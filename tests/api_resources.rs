//! Integration tests for the learning resources endpoints
//!
//! - GET /api/resources with its filters
//! - GET /api/resources/category/{category} and /difficulty/{level}
//! - GET /api/resources/search/tags
//! - POST/PUT/DELETE /api/resources

mod common;

#[cfg(test)]
mod resource_tests {
    use super::common::*;
    use axum::http::{StatusCode, header::AUTHORIZATION};
    use serde_json::{Value, json};
    use sqlx::SqlitePool;

    fn titles(response: &axum_test::TestResponse) -> Vec<String> {
        response
            .json::<Vec<Value>>()
            .iter()
            .map(|r| r["title"].as_str().unwrap().to_string())
            .collect()
    }

    // ============================================================
    // Catalog reads
    // ============================================================

    #[sqlx::test(fixtures(path = "../fixtures", scripts("users", "resources")))]
    async fn test_list_resources_sorted_by_title(pool: SqlitePool) -> sqlx::Result<()> {
        let server = create_test_server(create_test_state(pool));

        let response = server
            .get("/api/resources")
            .add_header(AUTHORIZATION, bob())
            .await;

        response.assert_status_ok();
        assert_eq!(
            titles(&response),
            vec!["Planning Poker", "Scaling Scrum", "Scrum Guide", "Story Mapping"]
        );
        Ok(())
    }

    #[sqlx::test(fixtures(path = "../fixtures", scripts("users", "resources")))]
    async fn test_list_resources_with_filters(pool: SqlitePool) -> sqlx::Result<()> {
        let server = create_test_server(create_test_state(pool));

        let response = server
            .get("/api/resources")
            .add_query_param("category", "fundamentals")
            .add_header(AUTHORIZATION, bob())
            .await;
        assert_eq!(titles(&response), vec!["Scaling Scrum", "Scrum Guide"]);

        let response = server
            .get("/api/resources")
            .add_query_param("category", "fundamentals")
            .add_query_param("difficulty", "advanced")
            .add_header(AUTHORIZATION, bob())
            .await;
        assert_eq!(titles(&response), vec!["Scaling Scrum"]);

        let response = server
            .get("/api/resources")
            .add_query_param("resource_type", "article")
            .add_header(AUTHORIZATION, bob())
            .await;
        assert_eq!(titles(&response), vec!["Planning Poker", "Scaling Scrum"]);

        let response = server
            .get("/api/resources")
            .add_query_param("tag", "agile")
            .add_header(AUTHORIZATION, bob())
            .await;
        assert_eq!(titles(&response), vec!["Scrum Guide", "Story Mapping"]);
        Ok(())
    }

    #[sqlx::test(fixtures(path = "../fixtures", scripts("users", "resources")))]
    async fn test_list_by_category_and_difficulty(pool: SqlitePool) -> sqlx::Result<()> {
        let server = create_test_server(create_test_state(pool));

        let response = server
            .get("/api/resources/category/estimation")
            .add_header(AUTHORIZATION, bob())
            .await;
        response.assert_status_ok();
        assert_eq!(titles(&response), vec!["Planning Poker"]);

        let response = server
            .get("/api/resources/difficulty/intermediate")
            .add_header(AUTHORIZATION, bob())
            .await;
        response.assert_status_ok();
        assert_eq!(titles(&response), vec!["Story Mapping"]);

        let response = server
            .get("/api/resources/difficulty/expert")
            .add_header(AUTHORIZATION, bob())
            .await;
        response.assert_status_ok();
        assert!(titles(&response).is_empty());
        Ok(())
    }

    #[sqlx::test(fixtures(path = "../fixtures", scripts("users", "resources")))]
    async fn test_search_by_any_tag(pool: SqlitePool) -> sqlx::Result<()> {
        let server = create_test_server(create_test_state(pool));

        let response = server
            .get("/api/resources/search/tags")
            .add_query_param("tags", "games, scaling")
            .add_header(AUTHORIZATION, bob())
            .await;
        response.assert_status_ok();
        assert_eq!(titles(&response), vec!["Planning Poker", "Scaling Scrum"]);

        server
            .get("/api/resources/search/tags")
            .add_query_param("tags", " , ")
            .add_header(AUTHORIZATION, bob())
            .await
            .assert_status_bad_request();
        Ok(())
    }

    #[sqlx::test(fixtures(path = "../fixtures", scripts("users", "resources")))]
    async fn test_get_resource(pool: SqlitePool) -> sqlx::Result<()> {
        let server = create_test_server(create_test_state(pool));

        let response = server
            .get("/api/resources/2")
            .add_header(AUTHORIZATION, bob())
            .await;
        response.assert_status_ok();
        let body = response.json::<Value>();
        assert_eq!(body["title"], "Planning Poker");
        assert_eq!(body["tags"], json!(["estimation", "games"]));
        assert_eq!(body["content"]["body"], "Estimate with Fibonacci cards");

        server
            .get("/api/resources/99")
            .add_header(AUTHORIZATION, bob())
            .await
            .assert_status_not_found();

        server
            .get("/api/resources/2")
            .await
            .assert_status_unauthorized();
        Ok(())
    }

    // ============================================================
    // CRUD
    // ============================================================

    #[sqlx::test(fixtures(path = "../fixtures", scripts("users")))]
    async fn test_resource_lifecycle(pool: SqlitePool) -> sqlx::Result<()> {
        let server = create_test_server(create_test_state(pool));

        let response = server
            .post("/api/resources")
            .add_header(AUTHORIZATION, bob())
            .json(&json!({
                "title": "Definition of Done",
                "resource_type": "checklist",
                "category": "quality",
                "difficulty": "beginner",
                "content": {"items": ["tested", "reviewed"]},
                "tags": ["quality"]
            }))
            .await;
        response.assert_status(StatusCode::CREATED);
        let id = response.json::<Value>()["resource_id"].as_i64().unwrap();

        let response = server
            .put(&format!("/api/resources/{}", id))
            .add_header(AUTHORIZATION, bob())
            .json(&json!({"title": "Definition of Done v2", "tags": ["quality", "team"]}))
            .await;
        response.assert_status_ok();
        let body = response.json::<Value>();
        assert_eq!(body["title"], "Definition of Done v2");
        assert_eq!(body["category"], "quality");
        assert_eq!(body["tags"], json!(["quality", "team"]));

        server
            .delete(&format!("/api/resources/{}", id))
            .add_header(AUTHORIZATION, bob())
            .await
            .assert_status(StatusCode::NO_CONTENT);
        server
            .get(&format!("/api/resources/{}", id))
            .add_header(AUTHORIZATION, bob())
            .await
            .assert_status_not_found();
        server
            .delete(&format!("/api/resources/{}", id))
            .add_header(AUTHORIZATION, bob())
            .await
            .assert_status_not_found();
        server
            .put(&format!("/api/resources/{}", id))
            .add_header(AUTHORIZATION, bob())
            .json(&json!({"title": "Gone"}))
            .await
            .assert_status_not_found();
        Ok(())
    }

    #[sqlx::test(fixtures(path = "../fixtures", scripts("users")))]
    async fn test_create_resource_validates_input(pool: SqlitePool) -> sqlx::Result<()> {
        let server = create_test_server(create_test_state(pool));

        server
            .post("/api/resources")
            .add_header(AUTHORIZATION, bob())
            .json(&json!({
                "title": "",
                "resource_type": "article",
                "category": "misc",
                "difficulty": "beginner"
            }))
            .await
            .assert_status_bad_request();
        Ok(())
    }
}
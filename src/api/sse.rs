//! Server-Sent Events (SSE) framing and decoding for streaming responses
//!
//! Bytes arrive in arbitrary pieces; [`SseFrames`] reassembles them into
//! blank-line-delimited events and [`decode_frame`] turns one event into a
//! typed chunk. Payloads look like:
//!
//! ```text
//! data: {"id":"as-1","choices":[{"index":0,"delta":{"content":"Hi"}}]}
//!
//! data: [DONE]
//! ```

use super::streaming::{Decoded, FrameSource};
use super::{ApplicationError, QianfanError, TransportError};
use async_trait::async_trait;
use futures_util::{Stream, StreamExt};
use serde::de::DeserializeOwned;
use serde_json::Value;
use std::pin::Pin;
use std::time::Duration;
use tracing::debug;

/// End-of-stream marker sent as the data of the final event
pub const DONE_SENTINEL: &str = "[DONE]";

pub type ByteStream<E> = Pin<Box<dyn Stream<Item = Result<Vec<u8>, E>> + Send>>;

/// Frame source over a byte stream carrying SSE events
pub struct SseFrames<E> {
    body: Option<ByteStream<E>>,
    buffer: Vec<u8>,
    idle_timeout: Option<Duration>,
    finished: bool,
}

impl<E> SseFrames<E>
where
    E: Into<QianfanError> + Send,
{
    pub fn new(body: ByteStream<E>) -> Self {
        Self {
            body: Some(body),
            buffer: Vec::new(),
            idle_timeout: None,
            finished: false,
        }
    }

    /// Fail with a timeout when no bytes arrive for `timeout`
    pub fn with_idle_timeout(mut self, timeout: Duration) -> Self {
        self.idle_timeout = Some(timeout);
        self
    }

    /// Pop one complete event from the buffer, if any
    fn take_frame(&mut self) -> Result<Option<String>, QianfanError> {
        match find_frame_end(&self.buffer) {
            Some((end, delimiter_len)) => {
                let rest = self.buffer.split_off(end + delimiter_len);
                let mut frame = std::mem::replace(&mut self.buffer, rest);
                frame.truncate(end);
                utf8_frame(frame).map(Some)
            }
            None => Ok(None),
        }
    }

    async fn read_more(&mut self) -> Result<Option<Vec<u8>>, QianfanError> {
        let body = match self.body.as_mut() {
            Some(body) => body,
            None => return Ok(None),
        };
        let next = match self.idle_timeout {
            Some(limit) => tokio::time::timeout(limit, body.next())
                .await
                .map_err(|_| {
                    TransportError::timeout(format!("no data received for {:?}", limit))
                })?,
            None => body.next().await,
        };
        match next {
            Some(Ok(bytes)) => Ok(Some(bytes)),
            Some(Err(e)) => Err(e.into()),
            None => Ok(None),
        }
    }
}

#[async_trait]
impl<E> FrameSource for SseFrames<E>
where
    E: Into<QianfanError> + Send,
{
    async fn next_frame(&mut self) -> Result<Option<String>, QianfanError> {
        loop {
            if let Some(frame) = self.take_frame()? {
                return Ok(Some(frame));
            }
            if self.finished {
                return Ok(None);
            }
            match self.read_more().await? {
                Some(bytes) => self.buffer.extend_from_slice(&bytes),
                None => {
                    // The final event may lack its trailing blank line
                    self.finished = true;
                    if self.buffer.iter().all(u8::is_ascii_whitespace) {
                        self.buffer.clear();
                        return Ok(None);
                    }
                    let frame = std::mem::take(&mut self.buffer);
                    return utf8_frame(frame).map(Some);
                }
            }
        }
    }

    fn close(&mut self) {
        if self.body.take().is_some() {
            debug!(buffered = self.buffer.len(), "Released SSE body");
        }
        self.buffer.clear();
        self.finished = true;
    }
}

fn utf8_frame(bytes: Vec<u8>) -> Result<String, QianfanError> {
    String::from_utf8(bytes).map_err(|e| QianfanError::decode(format!("frame is not UTF-8: {}", e)))
}

/// Position and length of the first blank-line delimiter
fn find_frame_end(buf: &[u8]) -> Option<(usize, usize)> {
    let mut i = 0;
    while i < buf.len() {
        let line_break = match buf[i] {
            b'\n' => 1,
            b'\r' if buf.get(i + 1) == Some(&b'\n') => 2,
            b'\r' => 1,
            _ => {
                i += 1;
                continue;
            }
        };
        let next = i + line_break;
        let second = match buf.get(next) {
            Some(b'\n') => 1,
            Some(b'\r') if buf.get(next + 1) == Some(&b'\n') => 2,
            Some(b'\r') if next + 1 < buf.len() => 1,
            // a trailing '\r' may still be followed by '\n'
            Some(b'\r') => return None,
            _ => {
                i = next;
                continue;
            }
        };
        return Some((i, line_break + second));
    }
    None
}

/// Fields of one SSE event
#[derive(Debug, Default, PartialEq)]
pub struct SseEvent {
    pub event: Option<String>,
    pub data: String,
}

/// Split an event into its fields. Comments, `id:` and `retry:` are ignored.
///
/// A frame with no fields that reads as a JSON object is taken whole as data;
/// some error replies arrive that way, possibly spread over several lines.
pub fn parse_event(frame: &str) -> SseEvent {
    let mut event = SseEvent::default();
    let mut data_lines: Vec<&str> = Vec::new();
    let mut has_fields = false;

    for line in split_lines(frame) {
        // Skip empty lines and SSE comments
        if line.is_empty() || line.starts_with(':') {
            continue;
        }

        if let Some(value) = field_value(line, "data") {
            has_fields = true;
            data_lines.push(value);
        } else if let Some(value) = field_value(line, "event") {
            has_fields = true;
            event.event = Some(value.to_string());
        } else if ["id", "retry"].iter().any(|name| field_value(line, name).is_some()) {
            has_fields = true;
        }
    }

    let trimmed = frame.trim();
    event.data = if !has_fields && trimmed.starts_with('{') {
        trimmed.to_string()
    } else {
        data_lines.join("\n")
    };
    event
}

/// Lines ended by `\r\n`, `\n` or a lone `\r`, matching [`find_frame_end`]
fn split_lines(text: &str) -> impl Iterator<Item = &str> {
    let mut rest = text;
    std::iter::from_fn(move || {
        if rest.is_empty() {
            return None;
        }
        match rest.find(|c: char| c == '\r' || c == '\n') {
            Some(i) => {
                let line = &rest[..i];
                let skip = if rest[i..].starts_with("\r\n") { 2 } else { 1 };
                rest = &rest[i + skip..];
                Some(line)
            }
            None => Some(std::mem::take(&mut rest)),
        }
    })
}

fn field_value<'a>(line: &'a str, name: &str) -> Option<&'a str> {
    let rest = line.strip_prefix(name)?.strip_prefix(':')?;
    Some(rest.strip_prefix(' ').unwrap_or(rest))
}

/// Decode one SSE event into a chunk of type `T`.
///
/// An embedded error object wins over any result fields in the same frame.
pub fn decode_frame<T: DeserializeOwned>(frame: &str) -> Result<Decoded<T>, QianfanError> {
    let event = parse_event(frame);
    let data = event.data.trim();

    if data.is_empty() {
        return Ok(Decoded::Skip);
    }
    if data == DONE_SENTINEL {
        return Ok(Decoded::End);
    }

    let json: Value = serde_json::from_str(data)
        .map_err(|e| QianfanError::decode(format!("JSON parse error: {}", e)))?;

    if let Some(err) = ApplicationError::from_value(&json) {
        return Err(err.into());
    }
    if event.event.as_deref() == Some("error") {
        return Err(ApplicationError::new("stream_error", data).into());
    }

    serde_json::from_value(json)
        .map(Decoded::Chunk)
        .map_err(|e| QianfanError::decode(format!("unexpected chunk shape: {}", e)))
}
//! Access token exchange for the legacy key pair

use crate::api::{ApplicationError, HttpRequest, QianfanError, Transport};
use reqwest::Method;
use serde::Deserialize;
use std::time::{Duration, Instant};

pub const TOKEN_ROUTE: &str = "/oauth/2.0/token";

#[derive(Debug, Clone)]
pub struct AccessToken {
    pub token: String,
    pub expires_at: Instant,
}

impl AccessToken {
    pub fn new(token: impl Into<String>, ttl: Duration) -> Self {
        Self {
            token: token.into(),
            expires_at: Instant::now() + ttl,
        }
    }

    /// Still valid for at least `margin`
    pub fn is_fresh(&self, margin: Duration) -> bool {
        self.expires_at
            .checked_duration_since(Instant::now())
            .map(|left| left > margin)
            .unwrap_or(false)
    }

    pub fn expires_in(&self) -> Duration {
        self.expires_at.saturating_duration_since(Instant::now())
    }
}

#[derive(Deserialize)]
struct TokenResponse {
    access_token: String,
    #[serde(default)]
    expires_in: u64,
}

/// Exchange the key pair at `{auth_base_url}/oauth/2.0/token`
pub async fn fetch_access_token(
    transport: &dyn Transport,
    auth_base_url: &str,
    api_key: &str,
    secret_key: &str,
) -> Result<AccessToken, QianfanError> {
    let url = format!("{}{}", auth_base_url.trim_end_matches('/'), TOKEN_ROUTE);
    let request = HttpRequest::new(Method::POST, url)
        .with_query("grant_type", "client_credentials")
        .with_query("client_id", api_key)
        .with_query("client_secret", secret_key);

    let json = transport.send(request).await?;
    if let Some(err) = ApplicationError::from_value(&json) {
        return Err(err.into());
    }
    let response: TokenResponse = serde_json::from_value(json)?;
    Ok(AccessToken::new(
        response.access_token,
        Duration::from_secs(response.expires_in),
    ))
}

WHAT TO DO:
Find the word "Option" in the material, then list each line that holds it.

ANSWER SPACE:
    body: Option<ByteStream<E>>,
    idle_timeout: Option<Duration>,
    fn take_frame(&mut self) -> Result<Option<String>, QianfanError> {
    async fn read_more(&mut self) -> Result<Option<Vec<u8>>, QianfanError> {
    async fn next_frame(&mut self) -> Result<Option<String>, QianfanError> {
fn find_frame_end(buf: &[u8]) -> Option<(usize, usize)> {
    pub event: Option<String>,
fn field_value<'a>(line: &'a str, name: &str) -> Option<&'a str> {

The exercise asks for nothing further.